Stored items:
· · · · · · ·

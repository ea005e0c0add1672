#![deny(
    unsafe_code,
    missing_docs,
    dead_code,
    unused_results,
    non_snake_case,
    unreachable_pub
)]

//! Deterministic movement system that turns directional input into player moves.

use overworld_core::{Command, DirectionalInput, Event};

/// Player speed used when no configuration overrides it, in pixels per frame.
pub const DEFAULT_PLAYER_SPEED: i32 = 4;

/// Configuration parameters required to construct the movement system.
#[derive(Clone, Copy, Debug, PartialEq, Eq)]
pub struct Config {
    speed: i32,
}

impl Config {
    /// Creates a new configuration moving the player `speed` pixels per axis each frame.
    #[must_use]
    pub const fn new(speed: i32) -> Self {
        Self { speed }
    }

    /// Pixels travelled per axis each frame.
    #[must_use]
    pub const fn speed(&self) -> i32 {
        self.speed
    }
}

impl Default for Config {
    fn default() -> Self {
        Self::new(DEFAULT_PLAYER_SPEED)
    }
}

/// Pure system that reacts to world events and emits movement commands.
#[derive(Debug)]
pub struct Movement {
    speed: i32,
    paused: bool,
}

impl Movement {
    /// Creates a new movement system using the supplied configuration.
    #[must_use]
    pub fn new(config: Config) -> Self {
        Self {
            speed: config.speed(),
            paused: false,
        }
    }

    /// Reports whether the last observed pause event froze the player.
    #[must_use]
    pub const fn is_paused(&self) -> bool {
        self.paused
    }

    /// Consumes world events and the frame's input to emit a movement command.
    ///
    /// A command is emitted every unpaused frame, including frames without
    /// input, so the player settles into its idle animation.
    pub fn handle(&mut self, events: &[Event], input: DirectionalInput, out: &mut Vec<Command>) {
        for event in events {
            if let Event::PauseToggled { paused } = event {
                self.paused = *paused;
            }
        }

        if self.paused {
            return;
        }

        out.push(Command::MovePlayer {
            velocity: input.velocity(self.speed),
        });
    }
}

impl Default for Movement {
    fn default() -> Self {
        Self::new(Config::default())
    }
}
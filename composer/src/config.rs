//! Manifest describing where an overworld's grids, sheets and avatars live.

use std::{
    collections::{BTreeMap, BTreeSet},
    fs, io,
    path::{Path, PathBuf},
};

use overworld_core::{
    AvatarId, CellCode, LevelId, LevelTrigger, TileSheet, DEFAULT_LEVEL_TRIGGERS,
    SOURCE_TILE_SIZE, TILE_SIZE,
};
use serde::Deserialize;
use thiserror::Error;

const SUPPORTED_MANIFEST_VERSION: u32 = 1;
const DEFAULT_AVATAR: &str = "player";

/// Errors raised while reading or validating a manifest.
#[derive(Debug, Error)]
pub enum ConfigError {
    /// The manifest file could not be read.
    #[error("failed to read overworld manifest at {}", .path.display())]
    Read {
        /// Location of the manifest.
        path: PathBuf,
        /// Underlying I/O failure.
        #[source]
        source: io::Error,
    },
    /// The manifest is not valid TOML or has unexpected fields.
    #[error("failed to parse overworld manifest toml contents")]
    Parse(#[from] toml::de::Error),
    /// The manifest declares a version this build does not understand.
    #[error("unsupported overworld manifest version {found}; expected {expected}")]
    UnsupportedVersion {
        /// Version found in the manifest.
        found: u32,
        /// Version this build reads.
        expected: u32,
    },
    /// Two level entries share a level or a trigger code.
    #[error("overworld manifest declares {what} more than once")]
    DuplicateLevel {
        /// Description of the duplicated value.
        what: String,
    },
    /// A numeric setting is outside its usable range.
    #[error("overworld manifest setting `{setting}` must be positive (found {value})")]
    NonPositive {
        /// Name of the setting.
        setting: &'static str,
        /// Offending value.
        value: i64,
    },
    /// The player would cover more than one tile per frame.
    #[error("overworld manifest setting `player_speed` must not exceed {max} (found {value})")]
    SpeedAboveTile {
        /// Offending speed in pixels per frame.
        value: i32,
        /// Largest accepted speed, one tile per frame.
        max: i32,
    },
    /// The starting avatar has no sheet entry.
    #[error("default avatar `{0}` has no entry under [avatars]")]
    UnknownAvatar(AvatarId),
}

/// Grid file locations for every layer.
#[derive(Clone, Debug, PartialEq, Eq, Deserialize)]
#[serde(default, deny_unknown_fields)]
pub struct GridPaths {
    /// Terrain grid.
    pub terrain: PathBuf,
    /// Nature grid.
    pub nature: PathBuf,
    /// Floor grid.
    pub floor: PathBuf,
    /// House grid, which defines the canonical shape.
    pub house: PathBuf,
    /// Water grid.
    pub water: PathBuf,
    /// Water details grid.
    pub water_details: PathBuf,
    /// Limit and trigger grid.
    pub limits: PathBuf,
    /// Player start grid; the stock layout marks the spawn in the floor grid.
    pub player_start: PathBuf,
}

impl Default for GridPaths {
    fn default() -> Self {
        let grid = |name: &str| PathBuf::from(format!("levels/overworld/overworld_{name}.csv"));
        Self {
            terrain: grid("terrain"),
            nature: grid("nature"),
            floor: grid("floor"),
            house: grid("houses"),
            water: grid("water"),
            water_details: grid("water_details"),
            limits: grid("contraints"),
            player_start: grid("floor"),
        }
    }
}

impl GridPaths {
    fn resolve(&mut self, base: &Path) {
        for path in [
            &mut self.terrain,
            &mut self.nature,
            &mut self.floor,
            &mut self.house,
            &mut self.water,
            &mut self.water_details,
            &mut self.limits,
            &mut self.player_start,
        ] {
            *path = base.join(&*path);
        }
    }
}

/// Sprite sheet locations for the tile layers.
#[derive(Clone, Debug, PartialEq, Eq, Deserialize)]
#[serde(default, deny_unknown_fields)]
pub struct SheetPaths {
    /// Terrain sheet.
    pub terrain: PathBuf,
    /// Nature sheet.
    pub nature: PathBuf,
    /// Floor sheet.
    pub floor: PathBuf,
    /// House sheet; also supplies the blocker image.
    pub house: PathBuf,
    /// Water sheet, shared by water and water details.
    pub water: PathBuf,
}

impl Default for SheetPaths {
    fn default() -> Self {
        let sheet = |name: &str| PathBuf::from(format!("assets/overworld/{name}.png"));
        Self {
            terrain: sheet("terrain"),
            nature: sheet("nature"),
            floor: sheet("floor"),
            house: sheet("house"),
            water: sheet("water"),
        }
    }
}

impl SheetPaths {
    /// Location of the provided sheet.
    #[must_use]
    pub fn path(&self, sheet: TileSheet) -> &Path {
        match sheet {
            TileSheet::Terrain => &self.terrain,
            TileSheet::Nature => &self.nature,
            TileSheet::Floor => &self.floor,
            TileSheet::House => &self.house,
            TileSheet::Water => &self.water,
        }
    }

    fn resolve(&mut self, base: &Path) {
        for path in [
            &mut self.terrain,
            &mut self.nature,
            &mut self.floor,
            &mut self.house,
            &mut self.water,
        ] {
            *path = base.join(&*path);
        }
    }
}

/// One entry of the level table.
#[derive(Clone, Debug, PartialEq, Eq, Deserialize)]
#[serde(deny_unknown_fields)]
pub struct LevelConfig {
    /// Level entered through the trigger.
    pub level: LevelId,
    /// Limit-grid code marking the trigger's tiles.
    pub code: CellCode,
    /// Scene the external scene manager should open.
    pub scene: String,
}

fn default_levels() -> Vec<LevelConfig> {
    DEFAULT_LEVEL_TRIGGERS
        .iter()
        .map(|trigger| LevelConfig {
            level: trigger.level(),
            code: trigger.code(),
            scene: format!("level_{}", trigger.level().get()),
        })
        .collect()
}

#[derive(Debug, Deserialize)]
#[serde(deny_unknown_fields)]
struct Manifest {
    version: u32,
    #[serde(default = "default_source_tile_size")]
    source_tile_size: u32,
    #[serde(default = "default_player_speed")]
    player_speed: i32,
    #[serde(default = "default_avatar")]
    avatar: AvatarId,
    #[serde(default)]
    grids: GridPaths,
    #[serde(default)]
    sheets: SheetPaths,
    #[serde(default = "default_avatars")]
    avatars: BTreeMap<AvatarId, PathBuf>,
    #[serde(default = "default_levels")]
    levels: Vec<LevelConfig>,
}

fn default_source_tile_size() -> u32 {
    SOURCE_TILE_SIZE
}

fn default_player_speed() -> i32 {
    overworld_system_movement::DEFAULT_PLAYER_SPEED
}

fn default_avatar() -> AvatarId {
    AvatarId::new(DEFAULT_AVATAR)
}

fn default_avatars() -> BTreeMap<AvatarId, PathBuf> {
    BTreeMap::from([(
        default_avatar(),
        PathBuf::from(format!("assets/overworld/players/{DEFAULT_AVATAR}.png")),
    )])
}

/// Validated overworld configuration with every path resolved.
#[derive(Clone, Debug, PartialEq, Eq)]
pub struct OverworldConfig {
    /// Edge length of one cell in the source sheets, in pixels.
    pub source_tile_size: u32,
    /// Player speed in pixels per frame.
    pub player_speed: i32,
    /// Identity the player starts with when nothing else is selected.
    pub avatar: AvatarId,
    /// Grid file locations.
    pub grids: GridPaths,
    /// Tile sheet locations.
    pub sheets: SheetPaths,
    /// Avatar sheet locations keyed by identity.
    pub avatars: BTreeMap<AvatarId, PathBuf>,
    /// Level table in declaration order.
    pub levels: Vec<LevelConfig>,
}

impl Default for OverworldConfig {
    fn default() -> Self {
        Self {
            source_tile_size: default_source_tile_size(),
            player_speed: default_player_speed(),
            avatar: default_avatar(),
            grids: GridPaths::default(),
            sheets: SheetPaths::default(),
            avatars: default_avatars(),
            levels: default_levels(),
        }
    }
}

impl OverworldConfig {
    /// Returns the default manifest path relative to the repository root.
    #[must_use]
    pub fn default_manifest_path() -> PathBuf {
        PathBuf::from("overworld.toml")
    }

    /// Loads the manifest at `path`, resolving its paths against its directory.
    pub fn load(path: impl AsRef<Path>) -> Result<Self, ConfigError> {
        let manifest_path = path.as_ref();
        let contents = fs::read_to_string(manifest_path).map_err(|source| ConfigError::Read {
            path: manifest_path.to_path_buf(),
            source,
        })?;
        let base = manifest_path
            .parent()
            .map(Path::to_path_buf)
            .unwrap_or_else(|| PathBuf::from("."));
        Self::from_toml_str(&contents, &base)
    }

    /// Parses manifest contents, resolving relative paths against `base`.
    pub fn from_toml_str(contents: &str, base: &Path) -> Result<Self, ConfigError> {
        let mut manifest: Manifest = toml::from_str(contents)?;
        if manifest.version != SUPPORTED_MANIFEST_VERSION {
            return Err(ConfigError::UnsupportedVersion {
                found: manifest.version,
                expected: SUPPORTED_MANIFEST_VERSION,
            });
        }
        if manifest.source_tile_size == 0 {
            return Err(ConfigError::NonPositive {
                setting: "source_tile_size",
                value: 0,
            });
        }
        if manifest.player_speed <= 0 {
            return Err(ConfigError::NonPositive {
                setting: "player_speed",
                value: i64::from(manifest.player_speed),
            });
        }
        if manifest.player_speed > TILE_SIZE {
            return Err(ConfigError::SpeedAboveTile {
                value: manifest.player_speed,
                max: TILE_SIZE,
            });
        }
        if !manifest.avatars.contains_key(&manifest.avatar) {
            return Err(ConfigError::UnknownAvatar(manifest.avatar));
        }
        check_levels(&manifest.levels)?;

        manifest.grids.resolve(base);
        manifest.sheets.resolve(base);
        for path in manifest.avatars.values_mut() {
            *path = base.join(&*path);
        }

        Ok(Self {
            source_tile_size: manifest.source_tile_size,
            player_speed: manifest.player_speed,
            avatar: manifest.avatar,
            grids: manifest.grids,
            sheets: manifest.sheets,
            avatars: manifest.avatars,
            levels: manifest.levels,
        })
    }

    /// Trigger table derived from the level entries.
    #[must_use]
    pub fn triggers(&self) -> Vec<LevelTrigger> {
        self.levels
            .iter()
            .map(|entry| LevelTrigger::new(entry.level, entry.code))
            .collect()
    }

    /// `(level, scene)` pairs for the level transition system.
    pub fn scenes(&self) -> impl Iterator<Item = (LevelId, &str)> + '_ {
        self.levels
            .iter()
            .map(|entry| (entry.level, entry.scene.as_str()))
    }
}

fn check_levels(levels: &[LevelConfig]) -> Result<(), ConfigError> {
    let mut seen_levels = BTreeSet::new();
    let mut seen_codes = BTreeSet::new();
    for entry in levels {
        if !seen_levels.insert(entry.level) {
            return Err(ConfigError::DuplicateLevel {
                what: entry.level.to_string(),
            });
        }
        if !seen_codes.insert(entry.code) {
            return Err(ConfigError::DuplicateLevel {
                what: format!("trigger code {}", entry.code),
            });
        }
    }
    Ok(())
}
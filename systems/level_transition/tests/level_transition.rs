use overworld_core::{CellCoord, Event, LevelId, DEFAULT_LEVEL_TRIGGERS};
use overworld_system_level_transition::{LevelTransition, LevelTransitionRequest};

fn entered(level: u8) -> Event {
    Event::LevelEntered {
        level: LevelId::new(level),
        cell: CellCoord::new(u32::from(level), 0),
    }
}

#[test]
fn each_entry_requests_the_registered_scene() {
    let mut system = LevelTransition::new(
        DEFAULT_LEVEL_TRIGGERS
            .iter()
            .map(|trigger| (trigger.level(), format!("level_{}", trigger.level().get()))),
    );
    let mut requests = Vec::new();

    system.handle(&[entered(3), entered(6)], &mut requests);

    assert_eq!(
        requests,
        vec![
            LevelTransitionRequest {
                level: LevelId::new(3),
                scene: "level_3".to_owned(),
            },
            LevelTransitionRequest {
                level: LevelId::new(6),
                scene: "level_6".to_owned(),
            },
        ]
    );
}

#[test]
fn unknown_levels_are_ignored_without_disturbing_known_ones() {
    let mut system = LevelTransition::new([(LevelId::new(1), "forest")]);
    let mut requests = Vec::new();

    system.handle(&[entered(9), entered(1), entered(9)], &mut requests);

    assert_eq!(
        requests,
        vec![LevelTransitionRequest {
            level: LevelId::new(1),
            scene: "forest".to_owned(),
        }]
    );
}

· · · · · · ·

## About this exercise
Your answer should be the exact lines above from the one with "pub const fn is_paused(&self)" through the one with "validating a manifest.", both included, and nothing besides.

## Solution
    pub const fn is_paused(&self) -> bool {
        self.paused
    }

    /// Consumes world events and the frame's input to emit a movement command.
    ///
    /// A command is emitted every unpaused frame, including frames without
    /// input, so the player settles into its idle animation.
    pub fn handle(&mut self, events: &[Event], input: DirectionalInput, out: &mut Vec<Command>) {
        for event in events {
            if let Event::PauseToggled { paused } = event {
                self.paused = *paused;
            }
        }

        if self.paused {
            return;
        }

        out.push(Command::MovePlayer {
            velocity: input.velocity(self.speed),
        });
    }
}

impl Default for Movement {
    fn default() -> Self {
        Self::new(Config::default())
    }
}
filename composer/src/config.rs
//! Manifest describing where an overworld's grids, sheets and avatars live.

use std::{
    collections::{BTreeMap, BTreeSet},
    fs, io,
    path::{Path, PathBuf},
};

use overworld_core::{
    AvatarId, CellCode, LevelId, LevelTrigger, TileSheet, DEFAULT_LEVEL_TRIGGERS,
    SOURCE_TILE_SIZE, TILE_SIZE,
};
use serde::Deserialize;
use thiserror::Error;

const SUPPORTED_MANIFEST_VERSION: u32 = 1;
const DEFAULT_AVATAR: &str = "player";

/// Errors raised while reading or validating a manifest.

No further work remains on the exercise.